Contrairement à d’autres mesures qui font une moyenne sur l’ensemble du noyau, la production incohérente de J/ψ est sensible aux fluctuations locales de la densité des gluons, permettant aux physiciens de sonder des structures plus petites qu’un proton.
Ces champs de gluons intenses, présents à l’intérieur de chaque noyau atomique, constituent la quasi-totalité de la matière visible de l’Univers.
Pourtant, leur comportement collectif reste l’un des plus grands défis de la physique moderne.
« Nos expériences utilisant une production incohérente, c’est comme passer d’une image floue à un microscope à haute résolution », a déclaré le professeur Tapia Takaki.
« Ce processus nous permet de voir comment les gluons fluctuent et s’organisent à l’intérieur des noyaux. »
« En faisant varier le transfert d’impulsion, notre expérience modifie efficacement la focalisation de notre microscope. »
« À des résolutions de 0,6, 0,3 et 0,2 femtomètres, ALICE a progressivement sondé des régions plus petites à l’intérieur du noyau. »
« La résolution la plus fine correspond à des structures d’environ un quart seulement de la taille d’un proton. »

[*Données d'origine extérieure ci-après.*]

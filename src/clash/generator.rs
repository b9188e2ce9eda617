//! Clash config YAML generation.
//!
//! Produces a complete Clash/mihomo config from parsed nodes:
//! - global settings (`mixed-port`, `allow-lan`, controller address)
//! - a `dns` block in fake-ip or redir-host mode
//! - one `proxies` stanza per node
//! - three `proxy-groups`: manual selector, url-test auto group, direct group
//! - `rules` with LAN/China bypass, user rules, and a final `MATCH`
//!
//! Output is a pure function of the inputs apart from the timestamp line in
//! the header, so regenerating with the same links yields the same document.

use serde::{Deserialize, Deserializer, Serialize};

use super::node::{NodeKind, ProxyNode, TransportOptions};

/// Manual selector group; also the `MATCH` target.
pub const SELECTOR_GROUP_NAME: &str = "🚀 Node Select";

/// Latency-based auto selection group.
pub const AUTO_GROUP_NAME: &str = "♻️ Auto Select";

/// Direct-or-proxy group used by the China bypass rules.
pub const DIRECT_GROUP_NAME: &str = "🎯 Direct";

/// Probe URL for the url-test group.
pub const URL_TEST_PROBE_URL: &str = "http://www.gstatic.com/generate_204";

const URL_TEST_INTERVAL_SECS: u32 = 300;
const URL_TEST_TOLERANCE_MS: u32 = 50;

const DEFAULT_MIXED_PORT: u16 = 7890;
const DEFAULT_CONTROLLER_PORT: u16 = 9090;
const DEFAULT_LOG_LEVEL: &str = "info";
const DEFAULT_DNS_MODE: &str = "fake-ip";

const FAKE_IP_RANGE: &str = "198.18.0.1/16";
const DEFAULT_NAMESERVERS: &[&str] = &["223.5.5.5", "114.114.114.114", "8.8.8.8"];
const DOH_NAMESERVERS: &[&str] = &[
    "https://doh.pub/dns-query",
    "https://dns.alidns.com/dns-query",
    "https://cloudflare-dns.com/dns-query",
];

/// Rules that always come first: LAN and loopback ranges go direct.
const BYPASS_RULES: &[&str] = &[
    "DOMAIN-SUFFIX,local,DIRECT",
    "IP-CIDR,127.0.0.0/8,DIRECT",
    "IP-CIDR,172.16.0.0/12,DIRECT",
    "IP-CIDR,192.168.0.0/16,DIRECT",
    "IP-CIDR,10.0.0.0/8,DIRECT",
    "IP-CIDR,17.0.0.0/8,DIRECT",
    "IP-CIDR,100.64.0.0/10,DIRECT",
];

/// Timestamp layout used in the header comment.
pub const TIMESTAMP_FORMAT: &str = "%Y-%m-%d %H:%M:%S";

/// Per-call generation options.
///
/// Field aliases accept the camelCase names used by the web form.
#[derive(Debug, Clone, PartialEq, Eq, Serialize, Deserialize)]
#[serde(default)]
pub struct GenerationOptions {
    #[serde(alias = "mixedPort")]
    pub mixed_port: u16,
    #[serde(alias = "controllerPort")]
    pub controller_port: u16,
    #[serde(alias = "allowLan")]
    pub allow_lan: bool,
    #[serde(alias = "logLevel")]
    pub log_level: String,
    #[serde(alias = "dnsMode")]
    pub dns_mode: String,
    #[serde(alias = "enableIPv6", alias = "enableIpv6")]
    pub enable_ipv6: bool,
    /// Raw rule lines. Also accepts a single multi-line string.
    #[serde(alias = "customRules", deserialize_with = "rules_from_text_or_list")]
    pub custom_rules: Vec<String>,
}

impl Default for GenerationOptions {
    fn default() -> Self {
        Self {
            mixed_port: DEFAULT_MIXED_PORT,
            controller_port: DEFAULT_CONTROLLER_PORT,
            allow_lan: false,
            log_level: DEFAULT_LOG_LEVEL.to_string(),
            dns_mode: DEFAULT_DNS_MODE.to_string(),
            enable_ipv6: false,
            custom_rules: Vec::new(),
        }
    }
}

impl GenerationOptions {
    /// Replace zero ports and blank strings with their defaults.
    pub fn normalized(mut self) -> Self {
        if self.mixed_port == 0 {
            self.mixed_port = DEFAULT_MIXED_PORT;
        }
        if self.controller_port == 0 {
            self.controller_port = DEFAULT_CONTROLLER_PORT;
        }
        if self.log_level.trim().is_empty() {
            self.log_level = DEFAULT_LOG_LEVEL.to_string();
        }
        if self.dns_mode.trim().is_empty() {
            self.dns_mode = DEFAULT_DNS_MODE.to_string();
        }
        self
    }

    /// Split a pasted rules block into lines.
    pub fn with_rules_text(mut self, text: &str) -> Self {
        self.custom_rules = text.lines().map(str::to_string).collect();
        self
    }
}

/// Custom rules as sent by a client: one multi-line string or a list.
#[derive(Debug, Clone, PartialEq, Eq, Deserialize)]
#[serde(untagged)]
pub enum RulesInput {
    Text(String),
    Lines(Vec<String>),
}

impl RulesInput {
    pub fn into_lines(self) -> Vec<String> {
        match self {
            Self::Text(text) => text.lines().map(str::to_string).collect(),
            Self::Lines(lines) => lines,
        }
    }
}

fn rules_from_text_or_list<'de, D>(deserializer: D) -> Result<Vec<String>, D::Error>
where
    D: Deserializer<'de>,
{
    RulesInput::deserialize(deserializer).map(RulesInput::into_lines)
}

/// Render a config stamped with the current local time.
pub fn render(nodes: &[ProxyNode], options: &GenerationOptions, config_name: &str) -> String {
    let generated_at = chrono::Local::now().format(TIMESTAMP_FORMAT).to_string();
    render_at(nodes, options, config_name, &generated_at)
}

/// Render a config with an explicit timestamp string.
pub fn render_at(
    nodes: &[ProxyNode],
    options: &GenerationOptions,
    config_name: &str,
    generated_at: &str,
) -> String {
    let mut yaml = String::with_capacity(2048 + nodes.len() * 256);

    // Header comment. Newlines in the name would end the comment early.
    yaml.push_str(&format!(
        "# Clash config - {}\n\
         # Generated at: {}\n\
         # Generated by clashlink\n\n",
        single_line(config_name),
        single_line(generated_at)
    ));

    // Global settings.
    yaml.push_str(&format!(
        "mixed-port: {}\n\
         allow-lan: {}\n\
         bind-address: '*'\n\
         mode: rule\n\
         log-level: {}\n\
         external-controller: '127.0.0.1:{}'\n\n",
        options.mixed_port,
        options.allow_lan,
        yaml_scalar(&options.log_level),
        options.controller_port
    ));

    append_dns(&mut yaml, options);

    yaml.push_str("proxies:");
    if nodes.is_empty() {
        yaml.push_str(" []\n");
    } else {
        yaml.push('\n');
        for node in nodes {
            append_proxy_yaml(&mut yaml, node);
        }
    }

    append_proxy_groups(&mut yaml, nodes);
    append_rules(&mut yaml, &options.custom_rules);

    yaml
}

fn append_dns(yaml: &mut String, options: &GenerationOptions) {
    yaml.push_str("dns:\n  enable: true\n");
    yaml.push_str(&format!("  ipv6: {}\n", options.enable_ipv6));
    yaml.push_str("  default-nameserver:\n");
    for ns in DEFAULT_NAMESERVERS {
        yaml.push_str(&format!("    - {ns}\n"));
    }
    yaml.push_str(&format!("  enhanced-mode: {}\n", yaml_scalar(&options.dns_mode)));
    yaml.push_str(&format!("  fake-ip-range: {FAKE_IP_RANGE}\n"));
    yaml.push_str("  use-hosts: true\n");
    yaml.push_str("  nameserver:\n");
    for ns in DOH_NAMESERVERS {
        yaml.push_str(&format!("    - {ns}\n"));
    }
    yaml.push('\n');
}

/// Append one node as a `proxies` list entry.
fn append_proxy_yaml(yaml: &mut String, node: &ProxyNode) {
    yaml.push_str(&format!("  - name: {}\n", quoted(&node.name)));
    yaml.push_str(&format!("    type: {}\n", node.kind));
    yaml.push_str(&format!("    server: {}\n", yaml_scalar(&node.server)));
    yaml.push_str(&format!("    port: {}\n", node.port));
    yaml.push_str(&format!("    uuid: {}\n", yaml_scalar(&node.identity)));

    if node.kind == NodeKind::VMess {
        yaml.push_str(&format!("    alterId: {}\n", node.alter_id));
        yaml.push_str(&format!("    cipher: {}\n", yaml_scalar(&node.cipher)));
    }

    match &node.transport {
        TransportOptions::Tcp => {}
        TransportOptions::Ws { path, host } => {
            yaml.push_str("    network: ws\n");
            yaml.push_str("    ws-opts:\n");
            yaml.push_str(&format!("      path: {}\n", yaml_scalar(path_or_root(path))));
            if let Some(host) = host.as_deref().filter(|h| !h.is_empty()) {
                yaml.push_str("      headers:\n");
                yaml.push_str(&format!("        Host: {}\n", yaml_scalar(host)));
            }
        }
        TransportOptions::Grpc { service_name, .. } => {
            yaml.push_str("    network: grpc\n");
            yaml.push_str("    grpc-opts:\n");
            yaml.push_str(&format!(
                "      grpc-service-name: {}\n",
                yaml_scalar(service_name)
            ));
        }
        TransportOptions::H2 { path, host } => {
            yaml.push_str("    network: h2\n");
            yaml.push_str("    h2-opts:\n");
            if let Some(host) = host.as_deref().filter(|h| !h.is_empty()) {
                yaml.push_str("      host:\n");
                yaml.push_str(&format!("        - {}\n", yaml_scalar(host)));
            }
            yaml.push_str(&format!("      path: {}\n", yaml_scalar(path_or_root(path))));
        }
        TransportOptions::Http { path, host, method } => {
            yaml.push_str("    network: http\n");
            yaml.push_str("    http-opts:\n");
            yaml.push_str(&format!("      method: {}\n", yaml_scalar(method)));
            yaml.push_str("      path:\n");
            yaml.push_str(&format!("        - {}\n", yaml_scalar(path_or_root(path))));
            if let Some(host) = host.as_deref().filter(|h| !h.is_empty()) {
                yaml.push_str("      headers:\n");
                yaml.push_str("        Host:\n");
                yaml.push_str(&format!("          - {}\n", yaml_scalar(host)));
            }
        }
    }

    if node.tls.enabled {
        yaml.push_str("    tls: true\n");
        if let Some(sni) = node.tls.sni.as_deref().filter(|s| !s.is_empty()) {
            yaml.push_str(&format!("    servername: {}\n", yaml_scalar(sni)));
        }
        if node.tls.skip_cert_verify {
            yaml.push_str("    skip-cert-verify: true\n");
        }
        if let Some(fp) = node.tls.fingerprint.as_deref().filter(|s| !s.is_empty()) {
            yaml.push_str(&format!("    client-fingerprint: {}\n", yaml_scalar(fp)));
        }
        if let Some(reality) = &node.tls.reality {
            yaml.push_str("    reality-opts:\n");
            yaml.push_str(&format!(
                "      public-key: {}\n",
                yaml_scalar(&reality.public_key)
            ));
            if let Some(sid) = reality.short_id.as_deref().filter(|s| !s.is_empty()) {
                yaml.push_str(&format!("      short-id: {}\n", yaml_scalar(sid)));
            }
        }
    }

    if let Some(flow) = node.flow.as_deref().filter(|f| !f.is_empty()) {
        yaml.push_str(&format!("    flow: {}\n", yaml_scalar(flow)));
    }

    yaml.push_str("    udp: true\n\n");
}

fn append_proxy_groups(yaml: &mut String, nodes: &[ProxyNode]) {
    yaml.push_str("proxy-groups:\n");

    yaml.push_str(&format!("  - name: {}\n", quoted(SELECTOR_GROUP_NAME)));
    yaml.push_str("    type: select\n");
    yaml.push_str("    proxies:\n");
    yaml.push_str(&format!("      - {}\n", quoted(AUTO_GROUP_NAME)));
    yaml.push_str(&format!("      - {}\n", quoted(DIRECT_GROUP_NAME)));
    for node in nodes {
        yaml.push_str(&format!("      - {}\n", quoted(&node.name)));
    }

    yaml.push_str(&format!("  - name: {}\n", quoted(AUTO_GROUP_NAME)));
    yaml.push_str("    type: url-test\n");
    yaml.push_str(&format!("    url: {URL_TEST_PROBE_URL}\n"));
    yaml.push_str(&format!("    interval: {URL_TEST_INTERVAL_SECS}\n"));
    yaml.push_str(&format!("    tolerance: {URL_TEST_TOLERANCE_MS}\n"));
    yaml.push_str("    proxies:");
    if nodes.is_empty() {
        yaml.push_str(" []\n");
    } else {
        yaml.push('\n');
        for node in nodes {
            yaml.push_str(&format!("      - {}\n", quoted(&node.name)));
        }
    }

    yaml.push_str(&format!("  - name: {}\n", quoted(DIRECT_GROUP_NAME)));
    yaml.push_str("    type: select\n");
    yaml.push_str("    proxies:\n");
    yaml.push_str("      - \"DIRECT\"\n");
    yaml.push_str(&format!("      - {}\n\n", quoted(SELECTOR_GROUP_NAME)));
}

fn append_rules(yaml: &mut String, custom_rules: &[String]) {
    yaml.push_str("rules:\n");
    for rule in BYPASS_RULES {
        yaml.push_str(&format!("  - {rule}\n"));
    }
    yaml.push_str(&format!("  - DOMAIN-SUFFIX,cn,{DIRECT_GROUP_NAME}\n"));
    yaml.push_str(&format!("  - GEOIP,CN,{DIRECT_GROUP_NAME}\n"));

    let custom = custom_rule_lines(custom_rules);
    if !custom.is_empty() {
        yaml.push_str("  # custom rules\n");
        for rule in custom {
            yaml.push_str(&format!("  - {}\n", yaml_scalar(rule)));
        }
    }

    yaml.push_str(&format!("  - MATCH,{SELECTOR_GROUP_NAME}\n"));
}

/// User rule lines that survive filtering: trimmed, without a leading `-`
/// list marker, no blanks, no comments. Every Clash rule is at least
/// `TYPE,target`, so lines without a comma are dropped too.
pub fn custom_rule_lines(rules: &[String]) -> Vec<&str> {
    rules
        .iter()
        .map(|r| r.trim())
        .map(|r| r.strip_prefix('-').map_or(r, str::trim))
        .filter(|r| !r.is_empty() && !r.starts_with('#') && r.contains(','))
        .collect()
}

fn single_line(s: &str) -> String {
    s.replace(['\r', '\n'], " ")
}

/// Emit `s` as a plain YAML scalar when that is unambiguous, otherwise as a
/// double-quoted string.
fn yaml_scalar(s: &str) -> String {
    if needs_quotes(s) {
        quoted(s)
    } else {
        s.to_string()
    }
}

fn needs_quotes(s: &str) -> bool {
    const INDICATORS: &[char] = &[
        '-', '?', ':', ',', '[', ']', '{', '}', '#', '&', '*', '!', '|', '>', '\'', '"', '%',
        '@', '`',
    ];
    // YAML 1.1 booleans, null and the special floats.
    const RESERVED: &[&str] = &[
        "true", "false", "yes", "no", "y", "n", "on", "off", "null", "~", ".inf", "+.inf",
        "-.inf", ".nan",
    ];

    let Some(first) = s.chars().next() else {
        return true;
    };
    INDICATORS.contains(&first)
        || first.is_whitespace()
        || s.ends_with(char::is_whitespace)
        || s.contains(':')
        || s.contains(" #")
        || s.chars().any(char::is_control)
        || RESERVED.iter().any(|r| r.eq_ignore_ascii_case(s))
        || s.parse::<f64>().is_ok()
}

/// Double-quoted YAML string.
fn quoted(s: &str) -> String {
    format!("\"{}\"", escape_yaml_string(s))
}

/// Escape special characters for YAML double-quoted strings.
fn escape_yaml_string(s: &str) -> String {
    let mut out = String::with_capacity(s.len() + 2);
    for ch in s.chars() {
        match ch {
            '\\' => out.push_str("\\\\"),
            '"' => out.push_str("\\\""),
            '\n' => out.push_str("\\n"),
            '\r' => out.push_str("\\r"),
            '\t' => out.push_str("\\t"),
            c if c.is_control() => out.push_str(&format!("\\u{:04x}", c as u32)),
            c => out.push(c),
        }
    }
    out
}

« À ces échelles extraordinaires, nous observons des preuves que les gluons commencent à se comporter collectivement, un phénomène connu sous le nom de saturation des gluons. »
Le professeur Tapia Takaki et ses collègues ont mesuré la production incohérente de J/ψ sur une large gamme d’énergies photons-noyau – de 20 à 633 milliards d’électrons-volts – tout en examinant également comment l’interaction change avec le transfert d’impulsion, qui correspond à la finesse avec laquelle le noyau est sondé.
« Les résultats ont révélé une tendance frappante », a déclaré le professeur Tapia Takaki.
« Aux plus petites échelles spatiales explorées dans l’expérience, le taux de production de particules J/ψ est considérablement supprimé, avec une signification statistique d’environ trois écarts types. »
« Cette suppression remet en question une explication de longue date connue sous le nom d’observation nucléaire, qui a décrit avec succès des mesures précédentes. »
« Dans ce cadre, les gluons à l’intérieur d’un noyau se chevauchent partiellement et s’obscurcissent – comme des couches de nuages bloquant la lumière du soleil – réduisant la probabilité de certains processus de production de particules. »
« Les nouvelles mesures indiquent que l’observation nucléaire conventionnelle ne peut à elle seule expliquer complètement les données observées. »
« Au lieu de cela, les observations sont cohérentes avec un phénomène différent connu sous le nom de » saturation en gluons « , prédit par la théorie de la chromodynamique quantique, qui décrit la force forte. »
« Dans ce régime, les gluons deviennent si denses qu’ils commencent à interagir fortement les uns avec les autres, limitant ainsi leur nombre dans une région donnée. »
Les résultats de l’équipe ont été publiés dans la revue Physical Review Letters.